* _Provided information_
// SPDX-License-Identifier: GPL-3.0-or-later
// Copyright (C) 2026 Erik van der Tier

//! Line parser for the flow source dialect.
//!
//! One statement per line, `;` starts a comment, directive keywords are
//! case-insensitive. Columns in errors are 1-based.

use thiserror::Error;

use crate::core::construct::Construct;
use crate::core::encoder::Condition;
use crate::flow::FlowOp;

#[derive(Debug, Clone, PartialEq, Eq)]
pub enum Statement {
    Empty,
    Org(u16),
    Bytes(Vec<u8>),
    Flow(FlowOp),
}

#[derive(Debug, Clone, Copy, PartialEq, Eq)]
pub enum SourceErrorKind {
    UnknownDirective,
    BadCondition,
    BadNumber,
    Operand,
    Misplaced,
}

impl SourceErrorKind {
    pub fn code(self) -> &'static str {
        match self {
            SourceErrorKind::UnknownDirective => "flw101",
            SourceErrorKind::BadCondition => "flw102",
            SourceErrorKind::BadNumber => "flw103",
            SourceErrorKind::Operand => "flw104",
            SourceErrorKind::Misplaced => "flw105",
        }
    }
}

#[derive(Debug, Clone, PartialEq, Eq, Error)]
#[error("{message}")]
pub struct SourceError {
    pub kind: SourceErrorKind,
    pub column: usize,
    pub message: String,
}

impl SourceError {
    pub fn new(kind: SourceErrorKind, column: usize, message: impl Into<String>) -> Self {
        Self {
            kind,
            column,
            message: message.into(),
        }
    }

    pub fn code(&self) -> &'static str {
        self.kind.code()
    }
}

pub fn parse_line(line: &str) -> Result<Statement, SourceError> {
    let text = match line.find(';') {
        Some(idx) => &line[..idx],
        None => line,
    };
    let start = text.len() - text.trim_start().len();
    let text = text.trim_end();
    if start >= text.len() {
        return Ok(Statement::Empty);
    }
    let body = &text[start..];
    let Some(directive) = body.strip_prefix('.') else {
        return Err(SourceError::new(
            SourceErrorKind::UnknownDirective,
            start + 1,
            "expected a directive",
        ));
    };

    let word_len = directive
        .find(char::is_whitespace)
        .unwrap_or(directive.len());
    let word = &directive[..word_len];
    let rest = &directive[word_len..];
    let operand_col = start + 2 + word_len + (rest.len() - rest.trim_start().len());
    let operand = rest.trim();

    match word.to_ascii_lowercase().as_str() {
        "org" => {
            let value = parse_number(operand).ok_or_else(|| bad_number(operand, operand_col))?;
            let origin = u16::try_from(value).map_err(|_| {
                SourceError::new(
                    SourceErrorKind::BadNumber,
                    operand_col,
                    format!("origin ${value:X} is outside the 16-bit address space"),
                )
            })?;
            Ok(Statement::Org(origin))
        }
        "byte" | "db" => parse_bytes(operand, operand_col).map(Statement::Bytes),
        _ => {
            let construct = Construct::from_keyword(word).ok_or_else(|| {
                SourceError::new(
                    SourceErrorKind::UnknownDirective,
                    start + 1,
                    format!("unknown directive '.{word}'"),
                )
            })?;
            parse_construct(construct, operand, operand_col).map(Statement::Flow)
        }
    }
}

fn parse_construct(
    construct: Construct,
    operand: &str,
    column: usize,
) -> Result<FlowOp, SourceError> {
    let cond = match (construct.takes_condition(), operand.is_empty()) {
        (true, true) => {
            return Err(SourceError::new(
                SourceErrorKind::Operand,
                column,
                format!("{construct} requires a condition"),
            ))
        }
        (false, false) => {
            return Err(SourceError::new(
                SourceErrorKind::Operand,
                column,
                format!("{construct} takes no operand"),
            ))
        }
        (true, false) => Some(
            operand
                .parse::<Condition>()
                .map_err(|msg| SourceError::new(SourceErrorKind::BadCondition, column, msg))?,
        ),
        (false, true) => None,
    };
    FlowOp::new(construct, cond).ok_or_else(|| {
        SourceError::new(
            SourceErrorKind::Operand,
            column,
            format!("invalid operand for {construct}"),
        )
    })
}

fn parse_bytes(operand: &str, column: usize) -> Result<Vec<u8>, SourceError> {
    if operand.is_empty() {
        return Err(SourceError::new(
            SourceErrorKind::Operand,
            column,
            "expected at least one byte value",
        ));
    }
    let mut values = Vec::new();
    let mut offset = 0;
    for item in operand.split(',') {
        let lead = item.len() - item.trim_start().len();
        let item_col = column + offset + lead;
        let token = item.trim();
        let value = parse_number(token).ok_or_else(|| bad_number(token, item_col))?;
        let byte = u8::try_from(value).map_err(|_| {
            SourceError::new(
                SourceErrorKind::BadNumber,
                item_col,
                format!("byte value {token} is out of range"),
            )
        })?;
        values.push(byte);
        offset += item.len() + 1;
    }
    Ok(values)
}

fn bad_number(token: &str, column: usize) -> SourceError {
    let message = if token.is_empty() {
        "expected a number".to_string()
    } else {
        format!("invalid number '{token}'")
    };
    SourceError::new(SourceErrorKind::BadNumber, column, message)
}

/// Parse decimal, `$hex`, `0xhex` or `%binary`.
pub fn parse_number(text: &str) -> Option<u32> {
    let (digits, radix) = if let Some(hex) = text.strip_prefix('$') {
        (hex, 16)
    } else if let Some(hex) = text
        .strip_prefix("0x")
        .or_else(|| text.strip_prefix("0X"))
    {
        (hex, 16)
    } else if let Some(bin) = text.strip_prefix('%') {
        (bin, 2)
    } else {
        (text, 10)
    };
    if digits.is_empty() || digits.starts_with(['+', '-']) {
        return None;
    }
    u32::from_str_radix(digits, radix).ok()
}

* _Work task_
Report every line from the material above that mentions the word "expected".

* _Solution for this task_
            "expected a directive",
            "expected at least one byte value",
        "expected a number".to_string()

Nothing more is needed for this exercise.